Concluso
il caso del vicario, la gente comincia a sgombrare il luogo, e mentre si avvia
verso casa, forma dei crocchi. C’è chi loda il Ferrer e pronostica «
guai seri per il vicario »; chi mormora che «
il lupo non mangia il lupo ».
Ormai
è sera, Renzo abbandona l’idea di cercare padre Bonaventura al convento;
camminando guarda se vi è un’osteria, qualche luogo, ove si possa mangiare e
dormire, ma s’imbatte in un crocchio: «
discorrevan di congetture, di disegni, per il giorno dopo ». Anche Renzo,
questo povero onesto montanaro, vuoi parlare, e cade nelle insidie di una città
travagliata da tanti problemi.
E’
necessario innanzi tutto ribadire che Renzo, nel vedere il Ferrer cordiale,
umano, spoglio di qualunque parvenza di superbia, prova per lui sentimenti di
ammirazione, e lo reputa un protettore della gente povera e abbandonata, capace
di risolvere tutti i problemi che riguardano il popolo.

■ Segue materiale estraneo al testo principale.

//! Clip Review Core
//!
//! Platform-agnostic core types, traits, and error handling for the clip
//! review pipeline.
//!
//! This crate provides the foundational building blocks shared by the audio,
//! loudness, and session crates.
//!
//! # Architecture
//!
//! The core crate defines:
//! - **Domain Types**: `AudioSample`, `ProcessingOptions`, `TrimBoundary`, ids
//! - **Core Traits**: `AudioDecoder`
//! - **Error Handling**: Unified `ReviewError` and `Result` types
//!
//! # Example
//!
//! ```rust
//! use review_core::{AudioSample, ProcessingOptions, TrimBoundary};
//!
//! // One second of mono silence at 44.1 kHz
//! let sample = AudioSample::mono(vec![0.0; 44_100], 44_100).unwrap();
//! assert_eq!(sample.frames(), 44_100);
//!
//! let boundary = TrimBoundary::full(sample.frames());
//! assert_eq!(boundary.len(), 44_100);
//!
//! let options = ProcessingOptions::default();
//! assert!(options.trim && options.noise && options.loudness);
//! ```

#![forbid(unsafe_code)]
#![warn(missing_docs)]

pub mod error;
pub mod traits;
pub mod types;

// Re-export commonly used types
pub use error::{Result, ReviewError};
pub use traits::{AudioDecoder, DecodeHint};
pub use types::{AudioSample, GroupKey, ItemId, ProcessingOptions, SampleRate, TrimBoundary};
//! External collaborators
//!
//! Fetching raw audio, uploading saved clips, renaming groups and deleting
//! items all happen outside this crate. The session only talks to them
//! through these traits; [`HttpCollaborators`](crate::HttpCollaborators)
//! implements all four against a REST backend.

use crate::error::Result;
use async_trait::async_trait;
use review_core::{GroupKey, ItemId};
use serde::{Deserialize, Serialize};

/// Downloads raw audio
#[async_trait]
pub trait AudioFetcher: Send + Sync {
    /// Fetch the complete file at `url`
    async fn fetch(&self, url: &str) -> Result<Vec<u8>>;
}

/// One encoded clip ready for upload
#[derive(Debug, Clone, PartialEq, Eq)]
pub struct UploadRequest {
    /// Item the clip belongs to
    pub item_id: ItemId,
    /// Encoded file contents
    pub bytes: Vec<u8>,
    /// File name with extension
    pub filename: String,
    /// Target category selector
    pub type_tag: String,
    /// MIME type of `bytes`
    pub mime: String,
}

/// Upload response
#[derive(Debug, Clone, PartialEq, Eq, Serialize, Deserialize)]
pub struct UploadOutcome {
    /// Whether the backend stored the clip
    pub success: bool,
    /// Canonical title, when the backend reports one
    #[serde(default)]
    pub title: Option<String>,
}

/// Stores saved clips
#[async_trait]
pub trait Uploader: Send + Sync {
    async fn upload(&self, request: UploadRequest) -> Result<UploadOutcome>;
}

/// Renames a group of items
#[async_trait]
pub trait TitleService: Send + Sync {
    /// Set the title of `group`, returning the canonical title
    async fn update_title(&self, group: &GroupKey, title: &str) -> Result<String>;
}

/// Deletes items on the backend
#[async_trait]
pub trait DeletionService: Send + Sync {
    /// Delete `id`, returning whether the backend removed it
    async fn delete(&self, id: &ItemId) -> Result<bool>;
}
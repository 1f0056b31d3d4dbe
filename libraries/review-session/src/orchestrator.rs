//! Processing orchestration
//!
//! Fetches, decodes and processes a batch one item at a time, and reruns
//! the pipeline for single items when their options or boundary change.

use crate::collaborators::AudioFetcher;
use crate::error::{Result, SessionError};
use crate::events::ProcessingEvent;
use crate::pipeline::ProcessingContext;
use crate::store::{Activity, BatchStore};
use crate::types::{ReviewItem, SourceItem};
use review_core::{DecodeHint, ItemId, ProcessingOptions, TrimBoundary};
use std::time::Duration;
use tracing::{debug, info, warn};

/// Result of a batch run
#[derive(Debug, Clone, Default, PartialEq, Eq)]
pub struct BatchSummary {
    /// Items stored, in batch order
    pub processed: Vec<ItemId>,
    /// Items skipped, with the reason
    pub failed: Vec<(ItemId, String)>,
    /// Processed items that replaced one left over from an earlier batch
    pub replaced: Vec<ItemId>,
}

/// Whether an option change must rerun silence detection
///
/// Only when trimming is switched on, the previous run did not trim, and
/// the user has not placed the boundary by hand.
pub fn needs_detection(previous: ProcessingOptions, next: ProcessingOptions, manual_boundary: bool) -> bool {
    next.trim && !previous.trim && !manual_boundary
}

/// Fetch, decode and process `sources` in order
///
/// A failing item is reported, followed by `failure_pause`, and the batch
/// moves on. Items are inserted into `store` as soon as they finish. An id
/// repeated within `sources` fails without being fetched; an id already in
/// the store from an earlier batch is replaced and listed in
/// [`BatchSummary::replaced`].
pub async fn process_batch<F>(
    store: &mut BatchStore,
    context: &mut ProcessingContext,
    fetcher: &dyn AudioFetcher,
    sources: &[SourceItem],
    options: ProcessingOptions,
    failure_pause: Duration,
    emit: &mut F,
) -> Result<BatchSummary>
where
    F: FnMut(ProcessingEvent),
{
    let mut store = store.scoped(Activity::Processing)?;
    emit(ProcessingEvent::BatchStarted { total: sources.len() });
    info!(items = sources.len(), "Processing batch");

    let mut summary = BatchSummary::default();
    for (index, source) in sources.iter().enumerate() {
        emit(ProcessingEvent::ItemStarted {
            id: source.id.clone(),
            index,
        });

        let result = if summary.processed.contains(&source.id) {
            Err(SessionError::DuplicateItem(source.id.clone()))
        } else {
            process_one(context, fetcher, source, options).await
        };

        match result {
            Ok(item) => {
                let frames = item.processed().frames();
                info!(item = %source.id, frames, "Item processed");
                if let Some(previous) = store.insert(item) {
                    warn!(
                        item = %source.id,
                        previous_title = previous.title(),
                        "Replaced item from an earlier batch"
                    );
                    summary.replaced.push(source.id.clone());
                }
                summary.processed.push(source.id.clone());
                emit(ProcessingEvent::ItemProcessed {
                    id: source.id.clone(),
                    frames,
                });
            }
            Err(e) => {
                warn!(item = %source.id, error = %e, "Item failed, continuing");
                emit(ProcessingEvent::ItemFailed {
                    id: source.id.clone(),
                    error: e.to_string(),
                });
                summary.failed.push((source.id.clone(), e.to_string()));
                if !failure_pause.is_zero() {
                    tokio::time::sleep(failure_pause).await;
                }
            }
        }
    }

    drop(store);
    emit(ProcessingEvent::BatchFinished {
        processed: summary.processed.len(),
        failed: summary.failed.len(),
    });
    info!(
        processed = summary.processed.len(),
        failed = summary.failed.len(),
        "Batch processed"
    );
    Ok(summary)
}

async fn process_one(
    context: &mut ProcessingContext,
    fetcher: &dyn AudioFetcher,
    source: &SourceItem,
    options: ProcessingOptions,
) -> Result<ReviewItem> {
    let bytes = fetcher.fetch(&source.url).await?;
    let original = context.decode(&bytes, &DecodeHint::from_name(&source.url))?;
    debug!(
        item = %source.id,
        frames = original.frames(),
        rate = original.sample_rate().as_hz(),
        "Decoded"
    );
    let clip = context.run(&original, options)?;
    Ok(ReviewItem::new(source, original, clip))
}

/// Rerun one item with new options, always starting from its original
pub fn apply_option_change(
    store: &mut BatchStore,
    context: &mut ProcessingContext,
    id: &ItemId,
    options: ProcessingOptions,
) -> Result<()> {
    store.ensure_idle()?;
    let item = store
        .get(id)
        .ok_or_else(|| SessionError::ItemNotFound(id.clone()))?;

    let boundary = if needs_detection(item.options(), options, item.manual_boundary()) {
        debug!(item = %id, "Trim enabled, detecting boundary");
        context.detect_boundary(item.original())
    } else {
        item.boundary()
    };
    let clip = context.run_with(item.original(), options, boundary)?;

    store
        .get_mut(id)
        .ok_or_else(|| SessionError::ItemNotFound(id.clone()))?
        .apply(clip);
    Ok(())
}

/// Store a hand-placed boundary and rerun the item
///
/// The boundary is kept even while trimming is disabled and takes effect
/// when trimming is switched back on.
pub fn commit_boundary(
    store: &mut BatchStore,
    context: &mut ProcessingContext,
    id: &ItemId,
    boundary: TrimBoundary,
) -> Result<()> {
    store.ensure_idle()?;
    let item = store
        .get(id)
        .ok_or_else(|| SessionError::ItemNotFound(id.clone()))?;

    let total = item.original().frames();
    if boundary.is_empty() || !boundary.fits(total) {
        return Err(SessionError::InvalidBoundary(format!(
            "{}..{} for {} frames",
            boundary.start(),
            boundary.end(),
            total
        )));
    }

    let clip = context.run_with(item.original(), item.options(), boundary)?;
    let item = store
        .get_mut(id)
        .ok_or_else(|| SessionError::ItemNotFound(id.clone()))?;
    item.apply(clip);
    item.mark_manual();
    info!(item = %id, start = boundary.start(), end = boundary.end(), "Boundary committed");
    Ok(())
}
//! Batch store
//!
//! Insertion-ordered items plus a single activity gate. Processing, saving
//! and deleting each hold the gate for their whole run, so at most one of
//! them touches the batch at a time.

use crate::error::{Result, SessionError};
use crate::types::ReviewItem;
use review_core::{GroupKey, ItemId};
use serde::{Deserialize, Serialize};
use std::collections::HashMap;
use std::ops::{Deref, DerefMut};
use tracing::debug;

/// Long-running activity currently holding the batch
#[derive(Debug, Clone, Copy, PartialEq, Eq, Default, Serialize, Deserialize)]
pub enum Activity {
    /// Nothing running
    #[default]
    Idle,
    /// Fetching and processing a batch
    Processing,
    /// Uploading processed items
    Saving,
    /// Deleting an item through the deletion collaborator
    Deleting,
}

/// Review items keyed by id, in insertion order
#[derive(Debug, Default)]
pub struct BatchStore {
    order: Vec<ItemId>,
    items: HashMap<ItemId, ReviewItem>,
    activity: Activity,
}

impl BatchStore {
    pub fn new() -> Self {
        Self::default()
    }

    /// Activity currently holding the gate
    pub fn activity(&self) -> Activity {
        self.activity
    }

    /// Take the gate for `activity`
    ///
    /// # Errors
    /// Returns [`SessionError::Busy`] when another activity holds it.
    pub fn begin(&mut self, activity: Activity) -> Result<()> {
        if self.activity != Activity::Idle {
            return Err(SessionError::Busy(self.activity));
        }
        debug!(?activity, "Batch activity started");
        self.activity = activity;
        Ok(())
    }

    /// Release the gate if `activity` holds it
    pub fn finish(&mut self, activity: Activity) {
        if self.activity == activity {
            debug!(?activity, "Batch activity finished");
            self.activity = Activity::Idle;
        }
    }

    /// Take the gate for `activity` until the returned guard drops
    ///
    /// The gate is released even when the future holding the guard is
    /// dropped mid-run.
    pub fn scoped(&mut self, activity: Activity) -> Result<ActivityGuard<'_>> {
        self.begin(activity)?;
        Ok(ActivityGuard {
            store: self,
            activity,
        })
    }

    /// Fail with [`SessionError::Busy`] unless the gate is free
    pub fn ensure_idle(&self) -> Result<()> {
        match self.activity {
            Activity::Idle => Ok(()),
            other => Err(SessionError::Busy(other)),
        }
    }

    /// Insert an item, replacing any item with the same id in place
    pub fn insert(&mut self, item: ReviewItem) -> Option<ReviewItem> {
        let id = item.id().clone();
        let previous = self.items.insert(id.clone(), item);
        if previous.is_none() {
            self.order.push(id);
        }
        previous
    }

    pub fn get(&self, id: &ItemId) -> Option<&ReviewItem> {
        self.items.get(id)
    }

    pub(crate) fn get_mut(&mut self, id: &ItemId) -> Option<&mut ReviewItem> {
        self.items.get_mut(id)
    }

    /// Remove an item, keeping the order of the rest
    pub fn remove(&mut self, id: &ItemId) -> Option<ReviewItem> {
        let removed = self.items.remove(id)?;
        self.order.retain(|other| other != id);
        Some(removed)
    }

    /// Item ids in insertion order
    pub fn ids(&self) -> Vec<ItemId> {
        self.order.clone()
    }

    /// Items in insertion order
    pub fn iter(&self) -> impl Iterator<Item = &ReviewItem> {
        self.order.iter().filter_map(|id| self.items.get(id))
    }

    /// Ids of every item in `group`, in insertion order
    pub fn group_members(&self, group: &GroupKey) -> Vec<ItemId> {
        self.iter()
            .filter(|item| item.group() == group)
            .map(|item| item.id().clone())
            .collect()
    }

    pub fn len(&self) -> usize {
        self.items.len()
    }

    pub fn is_empty(&self) -> bool {
        self.items.is_empty()
    }

    /// Drop every item
    pub fn clear(&mut self) {
        self.order.clear();
        self.items.clear();
    }
}

/// Exclusive access to the store while an activity holds the gate
pub struct ActivityGuard<'a> {
    store: &'a mut BatchStore,
    activity: Activity,
}

impl ActivityGuard<'_> {
    pub fn activity(&self) -> Activity {
        self.activity
    }
}

impl Deref for ActivityGuard<'_> {
    type Target = BatchStore;

    fn deref(&self) -> &BatchStore {
        self.store
    }
}

impl DerefMut for ActivityGuard<'_> {
    fn deref_mut(&mut self) -> &mut BatchStore {
        self.store
    }
}

impl Drop for ActivityGuard<'_> {
    fn drop(&mut self) {
        self.store.finish(self.activity);
    }
}
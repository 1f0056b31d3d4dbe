/// Effect chain for offline processing
///
/// Effects are processed in order over a single channel at a time.

/// Trait for audio effects that can be chained together
///
/// Effects hold per-channel filter state; the renderer calls `reset()`
/// before each channel so channels never bleed into each other.
pub trait AudioEffect: Send {
    /// Prepare the effect for a given sample rate
    ///
    /// Called once before rendering a clip.
    fn prepare(&mut self, sample_rate: u32) -> crate::Result<()>;

    /// Process one channel in-place
    fn process(&mut self, channel: &mut [f32]);

    /// Reset effect state (between channels and clips)
    fn reset(&mut self);

    /// Get effect name (for debugging)
    fn name(&self) -> &str;
}

/// Chain of audio effects processed in order
pub struct EffectChain {
    effects: Vec<Box<dyn AudioEffect>>,
}

impl EffectChain {
    /// Create a new empty effect chain
    pub fn new() -> Self {
        Self {
            effects: Vec::new(),
        }
    }

    /// Add an effect to the end of the chain
    pub fn add_effect(&mut self, effect: Box<dyn AudioEffect>) {
        self.effects.push(effect);
    }

    /// Prepare every effect for `sample_rate`
    pub fn prepare(&mut self, sample_rate: u32) -> crate::Result<()> {
        for effect in &mut self.effects {
            effect.prepare(sample_rate)?;
        }
        Ok(())
    }

    /// Process one channel through the entire chain
    pub fn process(&mut self, channel: &mut [f32]) {
        for effect in &mut self.effects {
            effect.process(channel);
        }
    }

    /// Reset all effects in the chain
    pub fn reset(&mut self) {
        for effect in &mut self.effects {
            effect.reset();
        }
    }

    /// Get number of effects in chain
    pub fn len(&self) -> usize {
        self.effects.len()
    }

    /// Check if chain is empty
    pub fn is_empty(&self) -> bool {
        self.effects.is_empty()
    }

    /// Names of the effects in processing order
    pub fn names(&self) -> Vec<&str> {
        self.effects.iter().map(|e| e.name()).collect()
    }
}

impl Default for EffectChain {
    fn default() -> Self {
        Self::new()
    }
}

#[cfg(test)]
mod tests {
    use super::*;

    // Mock effect for testing
    struct GainEffect {
        gain: f32,
        prepared_rate: Option<u32>,
    }

    impl AudioEffect for GainEffect {
        fn prepare(&mut self, sample_rate: u32) -> crate::Result<()> {
            self.prepared_rate = Some(sample_rate);
            Ok(())
        }

        fn process(&mut self, channel: &mut [f32]) {
            for sample in channel.iter_mut() {
                *sample *= self.gain;
            }
        }

        fn reset(&mut self) {
            // Nothing to reset for gain
        }

        fn name(&self) -> &str {
            "Gain"
        }
    }

    fn gain(gain: f32) -> Box<dyn AudioEffect> {
        Box::new(GainEffect {
            gain,
            prepared_rate: None,
        })
    }

    #[test]
    fn empty_chain() {
        let chain = EffectChain::new();
        assert_eq!(chain.len(), 0);
        assert!(chain.is_empty());
    }

    #[test]
    fn process_chain_in_order() {
        let mut chain = EffectChain::new();

        // Result: 0.5 * 2.0 = 1.0 (no change)
        chain.add_effect(gain(0.5));
        chain.add_effect(gain(2.0));
        chain.prepare(44_100).unwrap();

        let mut channel = vec![0.25; 64];
        chain.process(&mut channel);

        for sample in &channel {
            assert!((sample - 0.25).abs() < 0.0001);
        }
        assert_eq!(chain.names(), vec!["Gain", "Gain"]);
    }

    #[test]
    fn reset_chain() {
        let mut chain = EffectChain::new();
        chain.add_effect(gain(0.5));
        chain.reset(); // Should not panic
        assert_eq!(chain.len(), 1);
    }
}
//! Session Events
//!
//! Events let a front end follow long-running activities:
//! - Batch processing (per item start, success, failure)
//! - Batch save (guard, playback, controls, progress, outcome)

use review_core::ItemId;
use serde::{Deserialize, Serialize};

/// Events emitted while a batch is fetched and processed
#[derive(Debug, Clone, PartialEq, Serialize, Deserialize)]
pub enum ProcessingEvent {
    /// Processing of `total` items started
    BatchStarted {
        /// Number of items in the batch
        total: usize,
    },

    /// An item is being fetched
    ItemStarted {
        /// Item id
        id: ItemId,
        /// Zero-based position in the batch
        index: usize,
    },

    /// An item was processed and stored
    ItemProcessed {
        /// Item id
        id: ItemId,
        /// Frames of the processed audio
        frames: usize,
    },

    /// An item failed and was skipped
    ItemFailed {
        /// Item id
        id: ItemId,
        /// Error description
        error: String,
    },

    /// All items were attempted
    BatchFinished {
        /// Items stored
        processed: usize,
        /// Items skipped
        failed: usize,
    },
}

/// Progress of a running save
#[derive(Debug, Clone, PartialEq, Eq, Serialize, Deserialize)]
pub struct SaveProgress {
    /// Title of the item that was just attempted
    pub current_title: String,
    /// Items attempted so far
    pub completed: usize,
    /// Items in the save
    pub total: usize,
    /// `completed / total` as a rounded percentage
    pub percent: u8,
}

/// Events emitted by the save state machine
#[derive(Debug, Clone, PartialEq, Eq, Serialize, Deserialize)]
pub enum SaveEvent {
    /// Leaving the page must now be confirmed
    GuardInstalled,

    /// The leave-page guard was removed
    GuardLifted,

    /// Any active playback must pause
    PlaybackPaused,

    /// Per-item destructive controls were enabled or disabled
    ControlsEnabled(bool),

    /// One more item was attempted
    Progress(SaveProgress),

    /// Every item saved: the caller should reload its view
    RefreshRequested,
}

Con questi sentimenti e
sospinto dalla sua passione, non esita ad attirare l’attenzione su di sé,
pronunziando un discorso in difesa dei poveri.
Egli mette in
luce i soprusi e le ingiustizie che si commettono ai danni del popolo, e, per
porvi rimedio, propone che « bisogna andare avanti così! ». (Si riferisce ai tumulti della
giornata).
Qualcuno
critica il suo discorso, ma la moltitudine applaude, e ci si concorda di
rivedersi l’indomani sulla piazza del duomo.
Tra la folla,
ad ascoltare il discorso di Renzo, vi era un giovane, uno sbirro camuffato, il
quale, apparentemente si dimostrava lieto di prestare i suoi servigi —
indicargli un’osteria — ma il suo vero scopo è quello di condurlo in
gattabuia. E Renzo, ingenuo ed onesto, si sarebbe prestato al gioco, se la stanchezza
e la fame — provvidenziali in quel caso — non l’avessero costretto a
fermarsi alla prima osteria, rifiutando l’invito dello sbirro di proseguire.
Malgrado ciò,
la sua posizione si aggrava, in quanto ha già confidato allo spione, che sotto
il suo aspetto gentile e premuroso nasconde tanta malvagità, di provenire dal
territorio di Lecco. Le sue imprudenze tuttavia non cessano: quando l’oste
serve lo stufato, dice che, a causa dei disordini, quel giorno non ha pane; ma
Renzo, candidamente, senza badare alle conseguenze, estrae un pane, che aveva
raccolto in mattinata, e dichiara di averlo avuto «
gratis et amore », dichiarazione quanto mai compromettente, in quanto
significa che quel pane era stato rubato.
Intanto
mangia di buon appetito e beve oltre misura, tanto che, in balia ai fumi
dell’alcool, e in spregio alle leggi, rifiuta di dichiarare al locandiere le
sue generalità e il motivo per cui si trova in quella città.
Ma a cavare
di bocca a Renzo il suo nome, se è celibe o sposato con prole, pensa lo sbirro
con un raffinato stratagemma. Ed è un vero miracolo se ubriaco com’è —
cosa insolita per lui — non pronunzia altri nomi compromettenti.
A questo
punto la spia se ne va e all’oste non resta che denunciare il povero Renzo,
la cui posizione diviene pericolosa.